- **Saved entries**
....

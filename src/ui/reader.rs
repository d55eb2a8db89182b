use crate::app::{App, MAX_SCROLL};
use crate::ui::items::format_relative_time;
use pulldown_cmark::{Event, Parser, Tag, TagEnd};
use ratatui::{
    layout::Rect,
    style::{Color, Modifier, Style},
    text::{Line, Span, Text},
    widgets::{Block, Borders, Paragraph, Wrap},
    Frame,
};

/// Render the item reader view
pub fn render(f: &mut Frame, app: &mut App, area: Rect) {
    // Layout may produce tiny rects during extreme terminal resizes
    if area.width < 3 || area.height < 3 {
        return;
    }

    // Borders take two rows and two columns
    app.reader_visible_lines = area.height.saturating_sub(2) as usize;
    app.reader_viewport_width = area.width.saturating_sub(2) as usize;

    // Clamp before rendering so a resize never draws past the end.
    app.clamp_reader_scroll();

    let Some(item) = app.reader_item.as_ref() else {
        let paragraph = Paragraph::new("No item selected")
            .block(Block::default().borders(Borders::ALL).title("Reader"));
        f.render_widget(paragraph, area);
        return;
    };

    let mut meta = Vec::with_capacity(2);
    if let Some(source) = item.source() {
        meta.push(source.to_string());
    }
    let time_str = format_relative_time(item.parsed_time());
    if !time_str.is_empty() {
        meta.push(time_str);
    }

    let title = if item.title().is_empty() {
        "(untitled)"
    } else {
        item.title()
    };

    let header = vec![
        Line::from(Span::styled(
            title.to_string(),
            Style::default().add_modifier(Modifier::BOLD),
        )),
        Line::from(Span::styled(
            meta.join(" • "),
            Style::default().fg(Color::DarkGray),
        )),
        Line::from(""),
    ];

    let body: Vec<Line> = if app.reader_text.is_empty() {
        vec![Line::from(Span::styled(
            "No content. Press o to open the link.",
            Style::default().fg(Color::DarkGray),
        ))]
    } else {
        app.reader_text
            .iter()
            .map(|l| Line::from(l.as_str()))
            .collect()
    };

    let text = Text::from_iter(header.into_iter().chain(body));

    let paragraph = Paragraph::new(text)
        .block(Block::default().borders(Borders::ALL).title("Item"))
        .wrap(Wrap { trim: false })
        .scroll((app.scroll_offset.min(MAX_SCROLL) as u16, 0));

    f.render_widget(paragraph, area);
}

/// Convert markdown to styled ratatui Lines.
/// Returns owned Lines so the result can be kept across frames.
pub fn render_markdown(md: &str) -> Vec<Line<'static>> {
    let parser = Parser::new(md);
    let mut lines: Vec<Line<'static>> = Vec::with_capacity(md.lines().count());
    let mut current_spans: Vec<Span<'static>> = Vec::with_capacity(4);
    let mut in_code_block = false;
    let mut in_heading = false;
    let mut in_emphasis = false;
    let mut in_strong = false;
    let mut list_depth = 0usize;

    for event in parser {
        match event {
            Event::Start(Tag::Heading { .. }) => {
                in_heading = true;
            }
            Event::End(TagEnd::Heading(_)) => {
                if !current_spans.is_empty() {
                    lines.push(Line::from(std::mem::take(&mut current_spans)));
                }
                in_heading = false;
            }
            Event::Start(Tag::Paragraph) => {}
            Event::End(TagEnd::Paragraph) => {
                if !current_spans.is_empty() {
                    lines.push(Line::from(std::mem::take(&mut current_spans)));
                }
                // Tight list items stay together
                if list_depth == 0 {
                    lines.push(Line::from(""));
                }
            }
            Event::Start(Tag::List(_)) => {
                list_depth += 1;
            }
            Event::End(TagEnd::List(_)) => {
                list_depth = list_depth.saturating_sub(1);
                if list_depth == 0 {
                    lines.push(Line::from(""));
                }
            }
            Event::Start(Tag::Item) => {
                current_spans.push(Span::raw(format!(
                    "{}• ",
                    "  ".repeat(list_depth.saturating_sub(1))
                )));
            }
            Event::End(TagEnd::Item) => {
                if !current_spans.is_empty() {
                    lines.push(Line::from(std::mem::take(&mut current_spans)));
                }
            }
            Event::Start(Tag::CodeBlock(_)) => {
                in_code_block = true;
            }
            Event::End(TagEnd::CodeBlock) => {
                in_code_block = false;
                lines.push(Line::from(""));
            }
            Event::Start(Tag::Emphasis) => {
                in_emphasis = true;
            }
            Event::End(TagEnd::Emphasis) => {
                in_emphasis = false;
            }
            Event::Start(Tag::Strong) => {
                in_strong = true;
            }
            Event::End(TagEnd::Strong) => {
                in_strong = false;
            }
            Event::Text(text) => {
                let style = if in_code_block {
                    Style::default().fg(Color::Yellow).bg(Color::Black)
                } else if in_heading {
                    Style::default()
                        .add_modifier(Modifier::BOLD)
                        .fg(Color::Cyan)
                } else if in_strong {
                    Style::default().add_modifier(Modifier::BOLD)
                } else if in_emphasis {
                    Style::default().add_modifier(Modifier::ITALIC)
                } else {
                    Style::default()
                };
                if in_code_block {
                    // Code blocks arrive as one text event with embedded newlines
                    for line in text.lines() {
                        lines.push(Line::from(Span::styled(line.to_string(), style)));
                    }
                } else {
                    current_spans.push(Span::styled(text.into_string(), style));
                }
            }
            Event::Code(code) => {
                current_spans.push(Span::styled(
                    format!("`{}`", code),
                    Style::default().fg(Color::Yellow),
                ));
            }
            Event::SoftBreak => {
                current_spans.push(Span::raw(" "));
            }
            Event::HardBreak => {
                if !current_spans.is_empty() {
                    lines.push(Line::from(std::mem::take(&mut current_spans)));
                }
            }
            _ => {}
        }
    }

    if !current_spans.is_empty() {
        lines.push(Line::from(current_spans));
    }

    // Drop the trailing blank separator
    while lines.last().is_some_and(|l| l.width() == 0) {
        lines.pop();
    }

    lines
}

#[cfg(test)]
mod tests {
    use super::*;
    use pretty_assertions::assert_eq;

    fn plain(lines: &[Line<'_>]) -> Vec<String> {
        lines
            .iter()
            .map(|l| l.spans.iter().map(|s| s.content.as_ref()).collect())
            .collect()
    }

    #[test]
    fn test_render_heading_and_paragraph() {
        let lines = render_markdown("# Today\n\nThree new posts.");
        assert_eq!(plain(&lines), vec!["Today", "Three new posts."]);
        assert!(lines[0].spans[0].style.add_modifier.contains(Modifier::BOLD));
    }

    #[test]
    fn test_render_list_items() {
        let lines = render_markdown("- one\n- two\n");
        assert_eq!(plain(&lines), vec!["• one", "• two"]);
    }

    #[test]
    fn test_render_code_block_lines() {
        let lines = render_markdown("```\nlet a = 1;\nlet b = 2;\n```");
        assert_eq!(plain(&lines), vec!["let a = 1;", "let b = 2;"]);
    }

    #[test]
    fn test_render_inline_styles() {
        let lines = render_markdown("This is **bold** and *italic*");
        assert_eq!(plain(&lines), vec!["This is bold and italic"]);
        assert!(lines[0].spans[1].style.add_modifier.contains(Modifier::BOLD));
        assert!(lines[0].spans[3].style.add_modifier.contains(Modifier::ITALIC));
    }

    #[test]
    fn test_render_empty() {
        assert!(render_markdown("").is_empty());
    }

    #[test]
    fn test_render_unicode() {
        let lines = render_markdown("Hello 世界 🌍");
        assert_eq!(plain(&lines), vec!["Hello 世界 🌍"]);
    }
}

....

- **REQUIRED ACTION**
A word-for-word copy of all the entries above is required.

- **TASK RESULT**
filename src/ui/reader.rs
repository d55eb2a8db89182b
use crate::app::{App, MAX_SCROLL};
use crate::ui::items::format_relative_time;
use pulldown_cmark::{Event, Parser, Tag, TagEnd};
use ratatui::{
    layout::Rect,
    style::{Color, Modifier, Style},
    text::{Line, Span, Text},
    widgets::{Block, Borders, Paragraph, Wrap},
    Frame,
};

/// Render the item reader view
pub fn render(f: &mut Frame, app: &mut App, area: Rect) {
    // Layout may produce tiny rects during extreme terminal resizes
    if area.width < 3 || area.height < 3 {
        return;
    }

    // Borders take two rows and two columns
    app.reader_visible_lines = area.height.saturating_sub(2) as usize;
    app.reader_viewport_width = area.width.saturating_sub(2) as usize;

    // Clamp before rendering so a resize never draws past the end.
    app.clamp_reader_scroll();

    let Some(item) = app.reader_item.as_ref() else {
        let paragraph = Paragraph::new("No item selected")
            .block(Block::default().borders(Borders::ALL).title("Reader"));
        f.render_widget(paragraph, area);
        return;
    };

    let mut meta = Vec::with_capacity(2);
    if let Some(source) = item.source() {
        meta.push(source.to_string());
    }
    let time_str = format_relative_time(item.parsed_time());
    if !time_str.is_empty() {
        meta.push(time_str);
    }

    let title = if item.title().is_empty() {
        "(untitled)"
    } else {
        item.title()
    };

    let header = vec![
        Line::from(Span::styled(
            title.to_string(),
            Style::default().add_modifier(Modifier::BOLD),
        )),
        Line::from(Span::styled(
            meta.join(" • "),
            Style::default().fg(Color::DarkGray),
        )),
        Line::from(""),
    ];

    let body: Vec<Line> = if app.reader_text.is_empty() {
        vec![Line::from(Span::styled(
            "No content. Press o to open the link.",
            Style::default().fg(Color::DarkGray),
        ))]
    } else {
        app.reader_text
            .iter()
            .map(|l| Line::from(l.as_str()))
            .collect()
    };

    let text = Text::from_iter(header.into_iter().chain(body));

    let paragraph = Paragraph::new(text)
        .block(Block::default().borders(Borders::ALL).title("Item"))
        .wrap(Wrap { trim: false })
        .scroll((app.scroll_offset.min(MAX_SCROLL) as u16, 0));

    f.render_widget(paragraph, area);
}

/// Convert markdown to styled ratatui Lines.
/// Returns owned Lines so the result can be kept across frames.
pub fn render_markdown(md: &str) -> Vec<Line<'static>> {
    let parser = Parser::new(md);
    let mut lines: Vec<Line<'static>> = Vec::with_capacity(md.lines().count());
    let mut current_spans: Vec<Span<'static>> = Vec::with_capacity(4);
    let mut in_code_block = false;
    let mut in_heading = false;
    let mut in_emphasis = false;
    let mut in_strong = false;
    let mut list_depth = 0usize;

    for event in parser {
        match event {
            Event::Start(Tag::Heading { .. }) => {
                in_heading = true;
            }
            Event::End(TagEnd::Heading(_)) => {
                if !current_spans.is_empty() {
                    lines.push(Line::from(std::mem::take(&mut current_spans)));
                }
                in_heading = false;
            }
            Event::Start(Tag::Paragraph) => {}
            Event::End(TagEnd::Paragraph) => {
                if !current_spans.is_empty() {
                    lines.push(Line::from(std::mem::take(&mut current_spans)));
                }
                // Tight list items stay together
                if list_depth == 0 {
                    lines.push(Line::from(""));
                }
            }
            Event::Start(Tag::List(_)) => {
                list_depth += 1;
            }
            Event::End(TagEnd::List(_)) => {
                list_depth = list_depth.saturating_sub(1);
                if list_depth == 0 {
                    lines.push(Line::from(""));
                }
            }
            Event::Start(Tag::Item) => {
                current_spans.push(Span::raw(format!(
                    "{}• ",
                    "  ".repeat(list_depth.saturating_sub(1))
                )));
            }
            Event::End(TagEnd::Item) => {
                if !current_spans.is_empty() {
                    lines.push(Line::from(std::mem::take(&mut current_spans)));
                }
            }
            Event::Start(Tag::CodeBlock(_)) => {
                in_code_block = true;
            }
            Event::End(TagEnd::CodeBlock) => {
                in_code_block = false;
                lines.push(Line::from(""));
            }
            Event::Start(Tag::Emphasis) => {
                in_emphasis = true;
            }
            Event::End(TagEnd::Emphasis) => {
                in_emphasis = false;
            }
            Event::Start(Tag::Strong) => {
                in_strong = true;
            }
            Event::End(TagEnd::Strong) => {
                in_strong = false;
            }
            Event::Text(text) => {
                let style = if in_code_block {
                    Style::default().fg(Color::Yellow).bg(Color::Black)
                } else if in_heading {
                    Style::default()
                        .add_modifier(Modifier::BOLD)
                        .fg(Color::Cyan)
                } else if in_strong {
                    Style::default().add_modifier(Modifier::BOLD)
                } else if in_emphasis {
                    Style::default().add_modifier(Modifier::ITALIC)
                } else {
                    Style::default()
                };
                if in_code_block {
                    // Code blocks arrive as one text event with embedded newlines
                    for line in text.lines() {
                        lines.push(Line::from(Span::styled(line.to_string(), style)));
                    }
                } else {
                    current_spans.push(Span::styled(text.into_string(), style));
                }
            }
            Event::Code(code) => {
                current_spans.push(Span::styled(
                    format!("`{}`", code),
                    Style::default().fg(Color::Yellow),
                ));
            }
            Event::SoftBreak => {
                current_spans.push(Span::raw(" "));
            }
            Event::HardBreak => {
                if !current_spans.is_empty() {
                    lines.push(Line::from(std::mem::take(&mut current_spans)));
                }
            }
            _ => {}
        }
    }

    if !current_spans.is_empty() {
        lines.push(Line::from(current_spans));
    }

    // Drop the trailing blank separator
    while lines.last().is_some_and(|l| l.width() == 0) {
        lines.pop();
    }

    lines
}

#[cfg(test)]
mod tests {
    use super::*;
    use pretty_assertions::assert_eq;

    fn plain(lines: &[Line<'_>]) -> Vec<String> {
        lines
            .iter()
            .map(|l| l.spans.iter().map(|s| s.content.as_ref()).collect())
            .collect()
    }

    #[test]
    fn test_render_heading_and_paragraph() {
        let lines = render_markdown("# Today\n\nThree new posts.");
        assert_eq!(plain(&lines), vec!["Today", "Three new posts."]);
        assert!(lines[0].spans[0].style.add_modifier.contains(Modifier::BOLD));
    }

    #[test]
    fn test_render_list_items() {
        let lines = render_markdown("- one\n- two\n");
        assert_eq!(plain(&lines), vec!["• one", "• two"]);
    }

    #[test]
    fn test_render_code_block_lines() {
        let lines = render_markdown("```\nlet a = 1;\nlet b = 2;\n```");
        assert_eq!(plain(&lines), vec!["let a = 1;", "let b = 2;"]);
    }

    #[test]
    fn test_render_inline_styles() {
        let lines = render_markdown("This is **bold** and *italic*");
        assert_eq!(plain(&lines), vec!["This is bold and italic"]);
        assert!(lines[0].spans[1].style.add_modifier.contains(Modifier::BOLD));
        assert!(lines[0].spans[3].style.add_modifier.contains(Modifier::ITALIC));
    }

    #[test]
    fn test_render_empty() {
        assert!(render_markdown("").is_empty());
    }

    #[test]
    fn test_render_unicode() {
        let lines = render_markdown("Hello 世界 🌍");
        assert_eq!(plain(&lines), vec!["Hello 世界 🌍"]);
    }
}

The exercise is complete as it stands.